§ Activity
Comb through the entries for "usize" and pull out each line that holds it.

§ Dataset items
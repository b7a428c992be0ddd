// SPDX-License-Identifier: MIT OR Apache-2.0

//! Minimal HTTP/1.x message framing: start line, header fields, body.
//!
//! HTTP rides over TCP, so a single captured segment frequently holds an
//! incomplete message; accessors are therefore best-effort over whatever
//! text is present, and validation imposes no structural requirements.

use crate::error::*;
use crate::utils;

use super::dev_traits::*;
use super::traits::*;

/// The first line of an HTTP message.
#[derive(Clone, Debug, PartialEq)]
pub enum HttpStartLine {
    Request {
        method: String,
        uri: String,
        version: String,
    },
    Response {
        version: String,
        status_code: u16,
        reason: String,
    },
}

impl HttpStartLine {
    fn parse(line: &str) -> Option<HttpStartLine> {
        let mut parts = line.splitn(3, ' ');
        let first = parts.next()?;
        let second = parts.next()?;
        let third = parts.next().unwrap_or("");

        if let Some(version) = first.strip_prefix("HTTP/") {
            Some(HttpStartLine::Response {
                version: version.to_string(),
                status_code: second.parse().ok()?,
                reason: third.to_string(),
            })
        } else if third.strip_prefix("HTTP/").is_some() {
            Some(HttpStartLine::Request {
                method: first.to_string(),
                uri: second.to_string(),
                version: third.trim_start_matches("HTTP/").to_string(),
            })
        } else {
            None
        }
    }

    fn write(&self, out: &mut Vec<u8>) {
        match self {
            HttpStartLine::Request {
                method,
                uri,
                version,
            } => {
                out.extend_from_slice(method.as_bytes());
                out.push(b' ');
                out.extend_from_slice(uri.as_bytes());
                out.extend_from_slice(b" HTTP/");
                out.extend_from_slice(version.as_bytes());
            }
            HttpStartLine::Response {
                version,
                status_code,
                reason,
            } => {
                out.extend_from_slice(b"HTTP/");
                out.extend_from_slice(version.as_bytes());
                out.extend_from_slice(format!(" {status_code} ").as_bytes());
                out.extend_from_slice(reason.as_bytes());
            }
        }
    }
}

/// An HTTP message.
///
/// A message with no start line serializes as a bare body, which is how
/// mid-stream segment captures re-serialize unchanged.
#[derive(Clone, Debug, PartialEq)]
pub struct Http {
    start_line: Option<HttpStartLine>,
    headers: Vec<(String, String)>,
    body: Vec<u8>,
}

impl Http {
    pub fn request(method: &str, uri: &str, version: &str) -> Self {
        Http {
            start_line: Some(HttpStartLine::Request {
                method: method.to_string(),
                uri: uri.to_string(),
                version: version.to_string(),
            }),
            headers: Vec::new(),
            body: Vec::new(),
        }
    }

    pub fn response(version: &str, status_code: u16, reason: &str) -> Self {
        Http {
            start_line: Some(HttpStartLine::Response {
                version: version.to_string(),
                status_code,
                reason: reason.to_string(),
            }),
            headers: Vec::new(),
            body: Vec::new(),
        }
    }

    #[inline]
    pub fn start_line(&self) -> Option<&HttpStartLine> {
        self.start_line.as_ref()
    }

    #[inline]
    pub fn headers(&self) -> &[(String, String)] {
        &self.headers
    }

    pub fn add_header(&mut self, field: &str, value: &str) {
        self.headers.push((field.to_string(), value.to_string()));
    }

    /// The first value of the named header field, compared
    /// case-insensitively.
    pub fn header(&self, field: &str) -> Option<&str> {
        self.headers
            .iter()
            .find(|(name, _)| name.eq_ignore_ascii_case(field))
            .map(|(_, value)| value.as_str())
    }

    #[inline]
    pub fn body(&self) -> &[u8] {
        &self.body
    }

    #[inline]
    pub fn set_body(&mut self, body: Vec<u8>) {
        self.body = body;
    }
}

layer_identity!(Http, HttpRef, "Http");

impl LayerLength for Http {
    fn len(&self) -> usize {
        let mut bytes = Vec::new();
        self.write_text(&mut bytes);
        bytes.len()
    }
}

impl Http {
    fn write_text(&self, bytes: &mut Vec<u8>) {
        if let Some(start_line) = &self.start_line {
            start_line.write(bytes);
            bytes.extend_from_slice(b"\r\n");
            for (field, value) in &self.headers {
                bytes.extend_from_slice(field.as_bytes());
                bytes.extend_from_slice(b": ");
                bytes.extend_from_slice(value.as_bytes());
                bytes.extend_from_slice(b"\r\n");
            }
            bytes.extend_from_slice(b"\r\n");
        }
        bytes.extend_from_slice(&self.body);
    }
}

impl LayerObject for Http {
    #[inline]
    fn layer_name(&self) -> &'static str {
        Self::name()
    }

    #[inline]
    fn can_add_payload_default(&self, _payload: &dyn LayerObject) -> bool {
        false
    }

    #[inline]
    fn payload(&self) -> Option<&dyn LayerObject> {
        None
    }

    #[inline]
    fn payload_mut(&mut self) -> Option<&mut dyn LayerObject> {
        None
    }

    #[inline]
    fn set_payload_unchecked(&mut self, _payload: Box<dyn LayerObject>) {
        panic!("set_payload_unchecked() called on Http layer, which cannot hold a payload")
    }

    #[inline]
    fn remove_payload(&mut self) -> Option<Box<dyn LayerObject>> {
        None
    }

    #[inline]
    fn to_boxed_layer(&self) -> Box<dyn LayerObject> {
        Box::new(self.clone())
    }

    #[inline]
    fn compare(&self, other: &dyn LayerObject) -> bool {
        other.as_any().downcast_ref::<Self>().is_some_and(|o| self == o)
    }
}

impl Layer for Http {}

impl ToBytes for Http {
    #[inline]
    fn to_bytes_checksummed(
        &self,
        bytes: &mut Vec<u8>,
        _prev: Option<(LayerId, usize)>,
    ) -> Result<(), SerializationError> {
        self.write_text(bytes);
        Ok(())
    }
}

impl FromBytesCurrent for Http {
    fn from_bytes_current_layer_unchecked(bytes: &[u8]) -> Self {
        let http = HttpRef::from_bytes_unchecked(bytes);
        match http.start_line() {
            Some(start_line) => Http {
                start_line: Some(start_line),
                headers: http
                    .header_fields()
                    .map(|(f, v)| (f.to_string(), v.to_string()))
                    .collect(),
                body: http.body().to_vec(),
            },
            // Not the start of a message: keep the bytes untouched as body.
            None => Http {
                start_line: None,
                headers: Vec::new(),
                body: bytes.to_vec(),
            },
        }
    }

    #[inline]
    fn payload_from_bytes_unchecked_default(&mut self, _bytes: &[u8]) {}
}

/// A view of an HTTP message.
#[derive(Clone, Copy, Debug)]
pub struct HttpRef<'a> {
    data: &'a [u8],
}

impl<'a> HttpRef<'a> {
    /// The parsed start line, or `None` when the text does not begin with
    /// one.
    pub fn start_line(&self) -> Option<HttpStartLine> {
        let line = self.lines().next()?;
        HttpStartLine::parse(core::str::from_utf8(line).ok()?)
    }

    /// Whether the message begins with a request line.
    #[inline]
    pub fn is_request(&self) -> bool {
        matches!(self.start_line(), Some(HttpStartLine::Request { .. }))
    }

    /// Whether the message begins with a status line.
    #[inline]
    pub fn is_response(&self) -> bool {
        matches!(self.start_line(), Some(HttpStartLine::Response { .. }))
    }

    /// The header fields following the start line, up to the first empty
    /// line.
    pub fn header_fields(&self) -> impl Iterator<Item = (&'a str, &'a str)> {
        self.lines()
            .skip(1)
            .take_while(|line| !line.is_empty())
            .filter_map(|line| {
                let text = core::str::from_utf8(line).ok()?;
                let (field, value) = text.split_once(':')?;
                Some((field.trim(), value.trim()))
            })
    }

    /// The first value of the named header field, compared
    /// case-insensitively.
    pub fn header(&self, field: &str) -> Option<&'a str> {
        self.header_fields()
            .find(|(name, _)| name.eq_ignore_ascii_case(field))
            .map(|(_, value)| value)
    }

    /// The bytes after the header terminator, or the empty slice when no
    /// terminator is present.
    pub fn body(&self) -> &'a [u8] {
        match utils::find_bytes(self.data, b"\r\n\r\n") {
            Some(idx) => &self.data[idx + 4..],
            None => &[],
        }
    }

    fn lines(&self) -> impl Iterator<Item = &'a [u8]> {
        let head = match utils::find_bytes(self.data, b"\r\n\r\n") {
            Some(idx) => &self.data[..idx],
            None => self.data,
        };
        head.split(|&b| b == b'\n')
            .map(|line| line.strip_suffix(b"\r").unwrap_or(line))
    }
}

impl<'a> FromBytesRef<'a> for HttpRef<'a> {
    #[inline]
    fn from_bytes_unchecked(bytes: &'a [u8]) -> Self {
        HttpRef { data: bytes }
    }
}

impl LayerOffset for HttpRef<'_> {
    #[inline]
    fn payload_byte_index_default(_bytes: &[u8], _layer_type: LayerId) -> Option<usize> {
        None
    }
}

impl Validate for HttpRef<'_> {
    /// HTTP content is free text at this level; a captured segment may
    /// hold any fragment of a message, so nothing is structurally
    /// required.
    #[inline]
    fn validate_current_layer(_curr_layer: &[u8]) -> Result<(), ValidationError> {
        Ok(())
    }

    #[inline]
    fn validate_payload_default(_curr_layer: &[u8]) -> Result<(), ValidationError> {
        Ok(())
    }
}

impl ToLayer for HttpRef<'_> {
    type Owned = Http;

    #[inline]
    fn to_layer(&self) -> Http {
        Http::from_bytes_unchecked(self.data)
    }
}

#[cfg(test)]
mod tests {
    use super::*;

    #[test]
    fn request_round_trip() {
        let mut http = Http::request("GET", "/index.html", "1.1");
        http.add_header("Host", "example.com");
        http.add_header("Accept", "*/*");
        let bytes = http.to_bytes().unwrap();
        assert!(bytes.starts_with(b"GET /index.html HTTP/1.1\r\n"));

        let parsed = HttpRef::from_bytes_unchecked(&bytes);
        assert!(parsed.is_request());
        assert_eq!(parsed.header("host"), Some("example.com"));
        assert_eq!(parsed.to_layer(), http);
    }

    #[test]
    fn response_with_body_round_trip() {
        let mut http = Http::response("1.0", 404, "Not Found");
        http.add_header("Content-Length", "5");
        http.set_body(b"oops\n".to_vec());
        let bytes = http.to_bytes().unwrap();

        let parsed = HttpRef::from_bytes_unchecked(&bytes);
        assert!(parsed.is_response());
        assert_eq!(parsed.body(), b"oops\n");
        assert_eq!(parsed.to_layer(), http);
    }

    #[test]
    fn mid_stream_fragment_keeps_bytes() {
        let fragment = b"partial body with no start line";
        let parsed = Http::from_bytes_unchecked(fragment);
        assert_eq!(parsed.start_line(), None);
        assert_eq!(parsed.to_bytes().unwrap(), fragment);
    }
}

§ Response to the exercise
    fn len(&self) -> usize {
        _prev: Option<(LayerId, usize)>,
    fn payload_byte_index_default(_bytes: &[u8], _layer_type: LayerId) -> Option<usize> {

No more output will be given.